78      Néanmoins, cette possibilité d’attaquer une décision d’ouverture ne peut avoir pour conséquence de réduire les droits procéduraux des parties intéressées en les empêchant d’attaquer la décision finale et d’invoquer au soutien de leur requête des vices relatifs à toutes les étapes de la procédure conduisant à cette décision (arrêt Regione Siciliana/Commission, point 77 supra, point 47).

79      Il découle de ce qui précède que le fait que les requérantes et les intervenantes n’ont pas introduit dans le délai requis un recours contre la décision de rectification ne les empêche pas de soulever des moyens tirés de l’illégalité de cette dernière à l’encontre de la décision attaquée, de sorte qu’il convient de rejeter la fin de non-recevoir soulevée par la Commission.

4.     Sur les moyens tirés de vices de procédure

80      Les requérantes et les intervenantes soulèvent trois moyens visant des vices de procédure et tirés, premièrement, de la violation de l’article 88, paragraphe 2, CE et du règlement n° 659/1999, deuxièmement, de la violation de l’article 254, paragraphe 3, CE et de l’article 20, paragraphe 1, du règlement n° 659/1999 et, troisièmement, de défauts de motivation de la décision attaquée.

 Sur le moyen tiré de la violation de l’article 88, paragraphe 2, CE et du règlement n° 659/1999

81      Ce moyen se subdivise en trois griefs, respectivement tirés d’une violation de l’article 9 du règlement n° 659/1999, d’un défaut d’instruction et du non-respect des délais prévus par le règlement n° 659/1999.

 Sur le grief tiré d’une violation de l’article 9 du règlement n° 659/1999

82      Les intervenantes font valoir que, puisque l’aide déclarée incompatible par la décision attaquée avait été précédemment approuvée par la Commission, celle-ci aurait dû révoquer la décision d’approbation comme le lui imposait l’article 9 du règlement n° 659/1999.

83      La Commission ne s’est pas expressément prononcée sur le bien-fondé de ce grief.

84      En vertu de l’article 9 du règlement n° 659/1999, la Commission peut notamment révoquer une décision par laquelle elle a autorisé une aide, après avoir donné à l’État membre concerné la possibilité de présenter des observations, dans le cas où cette décision reposait sur des informations inexactes transmises au cours de la procédure et d’une importance déterminante pour la décision.

85      Toutefois, force est de constater que la décision d’approbation ne repose pas sur des informations inexactes.
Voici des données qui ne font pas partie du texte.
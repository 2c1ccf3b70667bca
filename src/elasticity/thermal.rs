use crate::{Mat3, StrError};

/// Holds the thermal conductivity of a single crystal
#[derive(Clone, Debug)]
pub struct ThermalSingleCrystal {
    /// Name of the material
    pub name: String,

    /// Name of the symmetry as given
    pub symmetry: String,

    /// Independent conductivity values
    pub kij: Vec<f64>,

    conductivity: Mat3,
}

impl ThermalSingleCrystal {
    /// Allocates a new instance
    ///
    /// # Input
    ///
    /// * `symmetry` -- symmetry name; only the prefix matters: `iso`, `cub`, `hex`, or `ort`
    /// * `kij` -- independent values; isotropic/cubic: `[k]`; hexagonal: `[a, c]`; orthotropic: `[a, b, c]`
    /// * `name` -- name of the material
    pub fn new(symmetry: &str, kij: &[f64], name: &str) -> Result<Self, StrError> {
        let (k11, k22, k33) = if symmetry.starts_with("iso") || symmetry.starts_with("cub") {
            if kij.is_empty() {
                return Err("isotropic and cubic conductivities require one value");
            }
            (kij[0], kij[0], kij[0])
        } else if symmetry.starts_with("hex") {
            if kij.len() < 2 {
                return Err("hexagonal conductivity requires two values: a, c");
            }
            (kij[0], kij[0], kij[1])
        } else if symmetry.starts_with("ort") {
            if kij.len() < 3 {
                return Err("orthotropic conductivity requires three values: a, b, c");
            }
            (kij[0], kij[1], kij[2])
        } else {
            return Err("unknown symmetry for the thermal conductivity; choices are: isotropic, cubic, hexagonal, orthotropic");
        };
        Ok(ThermalSingleCrystal {
            name: name.to_string(),
            symmetry: symmetry.to_string(),
            kij: kij.to_vec(),
            conductivity: [[k11, 0.0, 0.0], [0.0, k22, 0.0], [0.0, 0.0, k33]],
        })
    }

    /// Returns the conductivity tensor (crystal frame)
    pub fn conductivity(&self) -> &Mat3 {
        &self.conductivity
    }
}

////////////////////////////////////////////////////////////////////////////////////////////////////////////////////////
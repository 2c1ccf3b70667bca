use serde::{Deserialize, Serialize};

/// Holds parameters for the rate-dependent slip (hardening) models
///
/// All models share the power-law rate sensitivity:
///
/// ```text
/// γ̇ = γ̇₀ |Δτ/g|^(1/m) sign(Δτ)
/// ```
#[derive(Clone, Copy, Debug, PartialEq, Deserialize, Serialize)]
pub enum ParamSlipModel {
    /// Armstrong-Frederick model with a single hardness shared by all slip systems
    SingleHardness {
        /// Reference deformation rate γ̇₀
        gammadot0: f64,

        /// Rate dependence (0 < m ≤ 1)
        m: f64,

        /// Direct hardening coefficient
        hh: f64,

        /// Dynamic hardening (recovery) coefficient
        hd: f64,
    },

    /// Armstrong-Frederick model with one hardness per slip system and zero backstress
    ZeroBackstress {
        /// Reference deformation rate γ̇₀
        gammadot0: f64,

        /// Rate dependence (0 < m ≤ 1)
        m: f64,

        /// Direct hardening coefficient
        hh: f64,

        /// Dynamic hardening (recovery) coefficient
        hd: f64,

        /// Latent hardening ratio
        q12: f64,
    },

    /// Armstrong-Frederick model with hardness and backstress per slip system
    ///
    /// Reference: Bandyopadhyay, Prithivirajan and Sangid (2019) Uncertainty quantification in the
    /// mechanical response of crystal plasticity simulations, JOM 71(8):2612-2624
    ArmstrongFrederick {
        /// Reference deformation rate γ̇₀
        gammadot0: f64,

        /// Rate dependence (0 < m ≤ 1)
        m: f64,

        /// Direct hardening coefficient
        hh: f64,

        /// Dynamic hardening (recovery) coefficient
        hd: f64,

        /// Direct backstress coefficient
        aa: f64,

        /// Dynamic backstress coefficient
        ad: f64,

        /// Latent hardening ratio
        q12: f64,
    },
}

/// Holds the parameters of a slip model and the optional cap on the slip rates
#[derive(Clone, Copy, Debug, PartialEq, Deserialize, Serialize)]
pub struct ParamSlip {
    /// Slip model
    pub model: ParamSlipModel,

    /// Maximum allowed slip rate (caps |Δτ/g| at (γ̇max/γ̇₀)^m)
    #[serde(default)]
    pub gammadot_max: Option<f64>,
}

impl ParamSlipModel {
    /// Returns the reference deformation rate and the rate dependence (γ̇₀, m)
    pub fn rate_params(&self) -> (f64, f64) {
        match *self {
            ParamSlipModel::SingleHardness { gammadot0, m, .. } => (gammadot0, m),
            ParamSlipModel::ZeroBackstress { gammadot0, m, .. } => (gammadot0, m),
            ParamSlipModel::ArmstrongFrederick { gammadot0, m, .. } => (gammadot0, m),
        }
    }
}

////////////////////////////////////////////////////////////////////////////////////////////////////////////////////////
//! Fixed-width text rendering for listings and search results.
//!
//! Pure string building only, no I/O and no color. The shell decides
//! where the text goes and how to decorate it.

use crate::field::GameField;

/// Total width of the banner block.
const BANNER_WIDTH: usize = 80;
/// Inner width of the banner box, between the `>` and `<` rails.
const BANNER_INNER: usize = 50;
/// Width of the index column in listings.
pub const INDEX_WIDTH: usize = 7;

// ---------------------------------------------------------------------------
// Rules and cells
// ---------------------------------------------------------------------------

/// Strong horizontal rule separating a rendered block from the shell.
pub fn strong_rule() -> String {
    format!("\n{}\n", "---".repeat(30))
}

/// Lighter rule separating sections inside a block.
pub fn weak_rule() -> String {
    format!("\n{}\n", "-  ".repeat(30))
}

/// Clip `text` to `width - 1` characters and pad it to `width`, so
/// adjacent columns always keep at least one space between them.
pub fn cell(text: &str, width: usize, left_aligned: bool) -> String {
    let clipped: String = if text.chars().count() >= width {
        text.chars().take(width - 1).collect()
    } else {
        text.to_string()
    };
    if left_aligned {
        format!("{clipped:<width$}")
    } else {
        format!("{clipped:>width$}")
    }
}

/// Column header row for game listings (without the index column).
pub fn game_header() -> String {
    GameField::all()
        .iter()
        .map(|f| cell(f.name(), f.column_width(), f.left_aligned()))
        .collect()
}

// ---------------------------------------------------------------------------
// Blocks
// ---------------------------------------------------------------------------

/// Banner block used as a collection heading: a 50-column box centered
/// in an 80-column frame. Titles too long for the box are replaced
/// rather than allowed to overflow it.
pub fn banner(title: &str) -> String {
    let title = if title.chars().count() > 40 {
        "(untitled)"
    } else {
        title
    };
    let pad = BANNER_INNER - title.chars().count();
    // round the split so any odd space leads the title
    let lead = pad / 2 + pad % 2;
    let trail = pad / 2;

    let rail = format!(">{}<", "-".repeat(BANNER_INNER));
    let gap = format!(">{}<", " ".repeat(BANNER_INNER));
    let boxed = format!(">{}{}{}<", " ".repeat(lead), title, " ".repeat(trail));

    [&rail, &gap, &boxed, &gap, &rail]
        .iter()
        .map(|line| format!("{line:^BANNER_WIDTH$}"))
        .collect::<Vec<_>>()
        .join("\n")
}

/// Framed, index-annotated listing: header plus one pre-rendered row per
/// item.
pub fn listing(header: &str, rows: &[String]) -> String {
    let mut text = String::new();
    text.push_str(&strong_rule());
    text.push_str(&cell("index", INDEX_WIDTH, true));
    text.push_str(header);
    text.push_str(&weak_rule());
    text.push_str(&rows.join("\n"));
    text.push_str(&strong_rule());
    text
}

/// Framed search result: exact matches above the weak rule, close
/// matches below it. Empty sections show a centered placeholder so the
/// frame shape never changes.
pub fn filtered(header: &str, exact: &[String], close: &[String]) -> String {
    let mut text = String::new();
    text.push_str(&strong_rule());
    text.push_str(header);
    text.push_str(&weak_rule());
    text.push_str(&section(exact, "< no exact matches >"));
    text.push_str(&weak_rule());
    text.push_str(&section(close, "< no close matches >"));
    text.push_str(&strong_rule());
    text
}

fn section(rows: &[String], placeholder: &str) -> String {
    if rows.is_empty() {
        format!("{placeholder:^BANNER_WIDTH$}")
    } else {
        rows.join("\n")
    }
}

#[cfg(test)]
mod tests {
    use super::*;

    #[test]
    fn cell_pads_and_aligns() {
        assert_eq!(cell("abc", 6, true), "abc   ");
        assert_eq!(cell("abc", 6, false), "   abc");
    }

    #[test]
    fn cell_clips_overlong_text() {
        // clipping leaves one space of separation
        assert_eq!(cell("abcdef", 6, true), "abcde ");
        assert_eq!(cell("abcdefgh", 6, false), " abcde");
    }

    #[test]
    fn cell_keeps_text_one_under_width() {
        assert_eq!(cell("abcde", 6, true), "abcde ");
    }

    #[test]
    fn rules_are_ninety_wide() {
        assert_eq!(strong_rule().trim_matches('\n').len(), 90);
        assert_eq!(weak_rule().trim_matches('\n').len(), 90);
    }

    #[test]
    fn header_covers_all_columns() {
        let header = game_header();
        let total: usize = GameField::all().iter().map(|f| f.column_width()).sum();
        assert_eq!(header.len(), total);
        assert!(header.starts_with("title"));
        assert!(header.contains("players"));
        assert!(header.trim_end().ends_with("rating"));
    }

    #[test]
    fn banner_lines_are_eighty_wide() {
        let banner = banner("Collection: base");
        for line in banner.lines() {
            assert_eq!(line.chars().count(), 80, "line: {line:?}");
        }
        assert_eq!(banner.lines().count(), 5);
        assert!(banner.contains("Collection: base"));
    }

    #[test]
    fn banner_replaces_overlong_titles() {
        let long = "x".repeat(60);
        let banner = banner(&long);
        assert!(!banner.contains(&long));
        assert!(banner.contains("(untitled)"));
    }

    #[test]
    fn filtered_shows_placeholders_for_empty_sections() {
        let text = filtered(&game_header(), &[], &[]);
        assert!(text.contains("< no exact matches >"));
        assert!(text.contains("< no close matches >"));
    }

    #[test]
    fn filtered_lists_rows_in_their_sections() {
        let exact = vec!["row-a".to_string()];
        let close = vec!["row-b".to_string(), "row-c".to_string()];
        let text = filtered(&game_header(), &exact, &close);
        assert!(text.contains("row-a"));
        assert!(text.contains("row-b\nrow-c"));
        assert!(!text.contains("< no exact matches >"));
    }
}
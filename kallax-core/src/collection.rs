//! Generic ordered containers with unique item names.
//!
//! A [`Collection`] holds any [`CollectionItem`] (board games at the
//! bottom, whole collections one level up) and resolves string keys the
//! same way at every level: purely numeric keys are zero-based indexes,
//! anything else matches names exactly.

use crate::error::ModelError;
use crate::field::{is_numeric_token, CollectionField, GameField, ItemField};
use crate::filter::{self, FilterIssue};
use crate::game::BoardGame;
use crate::render;

/// Capability contract for anything a [`Collection`] can hold: a unique
/// name plus a schema of validatable, generically settable fields.
pub trait CollectionItem {
    type Field: ItemField;

    /// The unique key within the owning collection.
    fn name(&self) -> &str;

    /// Raw value of a field.
    fn field(&self, field: Self::Field) -> &str;

    /// Overwrite a field. Callers validate through
    /// [`ItemField::validates`] first; this itself cannot fail.
    fn set_field(&mut self, field: Self::Field, value: String);
}

/// An ordered, named container of uniquely named items.
#[derive(Debug, Clone)]
pub struct Collection<T: CollectionItem> {
    name: String,
    items: Vec<T>,
}

/// A named collection of board games.
pub type GameCollection = Collection<BoardGame>;

/// A rendered view plus any non-fatal filter diagnostics.
#[derive(Debug)]
pub struct Rendered {
    pub text: String,
    pub issues: Vec<FilterIssue>,
}

impl<T: CollectionItem> Collection<T> {
    /// Create an empty collection.
    pub fn new(name: impl Into<String>) -> Self {
        Self {
            name: name.into(),
            items: Vec::new(),
        }
    }

    pub fn name(&self) -> &str {
        &self.name
    }

    /// Change the collection's own name. Numeric names are reserved for
    /// index lookup and rejected.
    pub fn rename(&mut self, name: impl Into<String>) -> Result<(), ModelError> {
        let name = name.into();
        if is_numeric_token(&name) {
            return Err(ModelError::invalid_value("name", name));
        }
        self.name = name;
        Ok(())
    }

    pub fn len(&self) -> usize {
        self.items.len()
    }

    pub fn is_empty(&self) -> bool {
        self.items.is_empty()
    }

    pub fn items(&self) -> &[T] {
        &self.items
    }

    pub fn iter(&self) -> std::slice::Iter<'_, T> {
        self.items.iter()
    }

    /// Item at `index`, if in bounds.
    pub fn item(&self, index: usize) -> Option<&T> {
        self.items.get(index)
    }

    pub fn item_mut(&mut self, index: usize) -> Option<&mut T> {
        self.items.get_mut(index)
    }

    /// Resolve `key` to a position.
    ///
    /// Purely numeric keys are zero-based indexes; anything else matches
    /// item names exactly (case-sensitive). Because valid names are never
    /// purely numeric, the two namespaces cannot collide.
    pub fn position(&self, key: &str) -> Result<usize, ModelError> {
        if is_numeric_token(key) {
            return match key.parse::<usize>() {
                Ok(index) if index < self.items.len() => Ok(index),
                _ => Err(ModelError::not_found(key)),
            };
        }
        self.items
            .iter()
            .position(|item| item.name() == key)
            .ok_or_else(|| ModelError::not_found(key))
    }

    /// Item that `key` resolves to.
    pub fn get(&self, key: &str) -> Result<&T, ModelError> {
        let index = self.position(key)?;
        Ok(&self.items[index])
    }

    pub fn get_mut(&mut self, key: &str) -> Result<&mut T, ModelError> {
        let index = self.position(key)?;
        Ok(&mut self.items[index])
    }

    /// Append `item`, keeping names unique.
    pub fn add(&mut self, item: T) -> Result<(), ModelError> {
        if self.items.iter().any(|it| it.name() == item.name()) {
            return Err(ModelError::duplicate_name(item.name()));
        }
        self.items.push(item);
        Ok(())
    }

    /// Remove and return the item `key` resolves to.
    pub fn remove(&mut self, key: &str) -> Result<T, ModelError> {
        let index = self.position(key)?;
        Ok(self.items.remove(index))
    }

    /// Set one field of the item `key` resolves to.
    ///
    /// The field name is parsed against the item's schema and the value
    /// validated before anything changes; editing the key field also
    /// keeps names unique. All checks pass or nothing mutates.
    pub fn edit(&mut self, key: &str, field: &str, value: &str) -> Result<(), ModelError> {
        let index = self.position(key)?;
        let parsed = field
            .parse::<T::Field>()
            .map_err(|_| ModelError::unknown_field(field))?;
        if !parsed.validates(value) {
            return Err(ModelError::invalid_value(field, value));
        }
        if parsed.is_key()
            && value != self.items[index].name()
            && self.items.iter().any(|it| it.name() == value)
        {
            return Err(ModelError::duplicate_name(value));
        }
        self.items[index].set_field(parsed, value.to_string());
        Ok(())
    }
}

impl GameCollection {
    /// Validate and add a new game.
    ///
    /// The four core fields are required; `times_played` and `rating`
    /// are optional and fall back to the [`BoardGame::new`] defaults.
    pub fn add_game(
        &mut self,
        title: &str,
        players: &str,
        duration: &str,
        recommended_age: &str,
        times_played: Option<&str>,
        rating: Option<&str>,
    ) -> Result<(), ModelError> {
        let provided = [
            (GameField::Title, Some(title)),
            (GameField::Players, Some(players)),
            (GameField::Duration, Some(duration)),
            (GameField::RecommendedAge, Some(recommended_age)),
            (GameField::TimesPlayed, times_played),
            (GameField::Rating, rating),
        ];
        for (field, value) in provided {
            if let Some(value) = value {
                if !field.validates(value) {
                    return Err(ModelError::invalid_value(field.name(), value));
                }
            }
        }

        let mut game = BoardGame::new(title, players, duration, recommended_age);
        if let Some(times_played) = times_played {
            game = game.with_times_played(times_played);
        }
        if let Some(rating) = rating {
            game = game.with_rating(rating);
        }
        self.add(game)
    }

    /// Record one play of the game `key` resolves to; returns the new
    /// total.
    pub fn log_play(&mut self, key: &str) -> Result<String, ModelError> {
        let game = self.get_mut(key)?;
        game.log_play();
        Ok(game.times_played().to_string())
    }

    /// Shortcut for editing the rating field.
    pub fn rate(&mut self, key: &str, rating: &str) -> Result<(), ModelError> {
        self.edit(key, GameField::Rating.name(), rating)
    }

    /// Render the collection.
    ///
    /// With no tokens this is the indexed listing. Tokens are parsed
    /// pairwise into filters; if every pair is dropped the listing is
    /// shown anyway, with the diagnostics explaining what fell out.
    pub fn render(&self, tokens: &[String]) -> Rendered {
        if tokens.is_empty() {
            return Rendered {
                text: self.listing(),
                issues: Vec::new(),
            };
        }

        let parsed = filter::parse_filters::<GameField>(tokens);
        if parsed.filters.is_empty() {
            return Rendered {
                text: self.listing(),
                issues: parsed.issues,
            };
        }

        let outcome = filter::apply(&self.items, &parsed.filters);
        let exact: Vec<String> = outcome.exact.iter().map(|game| game.row()).collect();
        let close: Vec<String> = outcome.close.iter().map(|game| game.row()).collect();
        Rendered {
            text: render::filtered(&render::game_header(), &exact, &close),
            issues: parsed.issues,
        }
    }

    fn listing(&self) -> String {
        let rows: Vec<String> = self
            .items
            .iter()
            .enumerate()
            .map(|(index, game)| {
                format!(
                    "{}{}",
                    render::cell(&index.to_string(), render::INDEX_WIDTH, true),
                    game.row()
                )
            })
            .collect();
        render::listing(&render::game_header(), &rows)
    }
}

impl CollectionItem for GameCollection {
    type Field = CollectionField;

    fn name(&self) -> &str {
        &self.name
    }

    fn field(&self, field: CollectionField) -> &str {
        match field {
            CollectionField::Name => &self.name,
        }
    }

    fn set_field(&mut self, field: CollectionField, value: String) {
        match field {
            CollectionField::Name => self.name = value,
        }
    }
}

#[cfg(test)]
#[path = "tests/collection_tests.rs"]
mod tests;
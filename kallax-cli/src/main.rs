//! kallax CLI
//!
//! Interactive shell for managing board-game collections.

use std::io::Write;
use std::path::PathBuf;

use clap::{Parser, Subcommand};
use owo_colors::OwoColorize;
use owo_colors::Stream::{Stderr, Stdout};

use kallax_core::{load_manager, save_manager, Manager};

mod menu;
mod settings;

use menu::{MenuState, Reply};

#[derive(Parser)]
#[command(name = "kallax")]
#[command(about = "Manage collections of board games", long_about = None)]
struct Cli {
    /// Data file to load and save (defaults to the configured path)
    #[arg(short, long, global = true)]
    file: Option<PathBuf>,

    #[command(subcommand)]
    command: Option<Commands>,
}

#[derive(Subcommand)]
enum Commands {
    /// Open the interactive shell (the default)
    Shell,

    /// Inspect or change the settings file
    Config {
        #[command(subcommand)]
        action: ConfigAction,
    },
}

#[derive(Subcommand)]
enum ConfigAction {
    /// Show the settings and where the data file resolves to
    Show,

    /// Remember a data file path in the settings file
    SetFile {
        /// Path the shell should load and save from now on
        path: PathBuf,
    },

    /// Forget the remembered data file path
    ClearFile,

    /// Print the settings file path
    Path,
}

fn main() {
    env_logger::Builder::from_env(env_logger::Env::default().default_filter_or("warn")).init();
    let cli = Cli::parse();

    match cli.command.unwrap_or(Commands::Shell) {
        Commands::Shell => run_shell(cli.file),
        Commands::Config { action } => match action {
            ConfigAction::Show => run_config_show(cli.file),
            ConfigAction::SetFile { path } => run_config_set_file(Some(path)),
            ConfigAction::ClearFile => run_config_set_file(None),
            ConfigAction::Path => println!("{}", settings::settings_path().display()),
        },
    }
}

fn run_shell(file_override: Option<PathBuf>) {
    let data_file = settings::resolve_data_file(file_override);

    let mut manager = match load_manager(&data_file) {
        Ok(manager) => {
            println!(
                "Loaded {} collection(s) from {}.",
                manager.collections().len(),
                data_file.display(),
            );
            manager
        }
        Err(err) => {
            log::warn!("could not load {}: {err}", data_file.display());
            println!("No collections loaded, starting with an empty shelf.");
            Manager::new()
        }
    };

    println!("{}", menu::INTRO);
    println!("{}", menu::help(MenuState::Main));

    let mut state = MenuState::Main;
    let stdin = std::io::stdin();
    loop {
        print!(">> ");
        std::io::stdout().flush().unwrap();

        let mut line = String::new();
        match stdin.read_line(&mut line) {
            // end of input behaves like an explicit exit
            Ok(0) => break,
            Ok(_) => {}
            Err(err) => {
                log::warn!("could not read input: {err}");
                break;
            }
        }

        match menu::dispatch(state, &mut manager, &menu::tokenize(&line)) {
            Reply::Text(text) => println!("{text}"),
            Reply::Goto(next) => {
                state = next;
                println!("{}", menu::help(state));
            }
            Reply::Exit => break,
        }
    }

    println!("Saving data to {} ...", data_file.display());
    match save_manager(&data_file, &manager) {
        Ok(()) => println!("Done."),
        Err(err) => {
            eprintln!(
                "{} {err}",
                "Error:".if_supports_color(Stderr, |t| t.red()),
            );
            std::process::exit(1);
        }
    }
}

fn run_config_show(file_override: Option<PathBuf>) {
    let path = settings::settings_path();

    println!(
        "{}",
        "Kallax Configuration".if_supports_color(Stdout, |t| t.bold()),
    );
    println!();

    if path.exists() {
        println!(
            "  Settings file: {} {}",
            path.display().if_supports_color(Stdout, |t| t.cyan()),
            "(exists)".if_supports_color(Stdout, |t| t.green()),
        );
    } else {
        println!(
            "  Settings file: {} {}",
            path.display().if_supports_color(Stdout, |t| t.cyan()),
            "(not found)".if_supports_color(Stdout, |t| t.dimmed()),
        );
    }

    if let Some(contents) = settings::load_settings_string() {
        println!();
        for line in contents.lines() {
            println!("  {line}");
        }
    }

    println!();
    println!(
        "  Data file resolves to: {}",
        settings::resolve_data_file(file_override)
            .display()
            .if_supports_color(Stdout, |t| t.cyan()),
    );
}

fn run_config_set_file(path: Option<PathBuf>) {
    match settings::save_data_file(path.as_deref()) {
        Ok(()) => match path {
            Some(p) => println!("Data file set to {}.", p.display()),
            None => println!("Data file setting cleared."),
        },
        Err(err) => {
            eprintln!(
                "{} could not update settings: {err}",
                "Error:".if_supports_color(Stderr, |t| t.red()),
            );
            std::process::exit(1);
        }
    }
}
Il convient de relever, à cet égard, que, ainsi qu’il ressort des considérants 51, 54, 59, 61 et 72 de la décision attaquée, la Commission ne reproche pas aux autorités italiennes de lui avoir transmis des informations inexactes ou incomplètes lors de la procédure précédant la décision d’approbation. En effet, elle attribue l’incompatibilité avec le marché commun des aides en cause dans la présente affaire au fait que la deliberazione n° 33/6 a introduit des modifications à la mesure initialement notifiée non compatibles avec les termes de la décision d’approbation, dans la mesure où, lors de la première invitation à présenter des demandes dans le cadre du régime en cause, pouvaient être retenus des projets dont l’exécution avait débuté avant la présentation de la demande d’aide (ci-après le « régime d’aides litigieux » ou le « régime litigieux »). Or, la deliberazione n° 33/6 date du 27 juillet 2000 et est donc postérieure à la décision d’approbation du 12 novembre 1998.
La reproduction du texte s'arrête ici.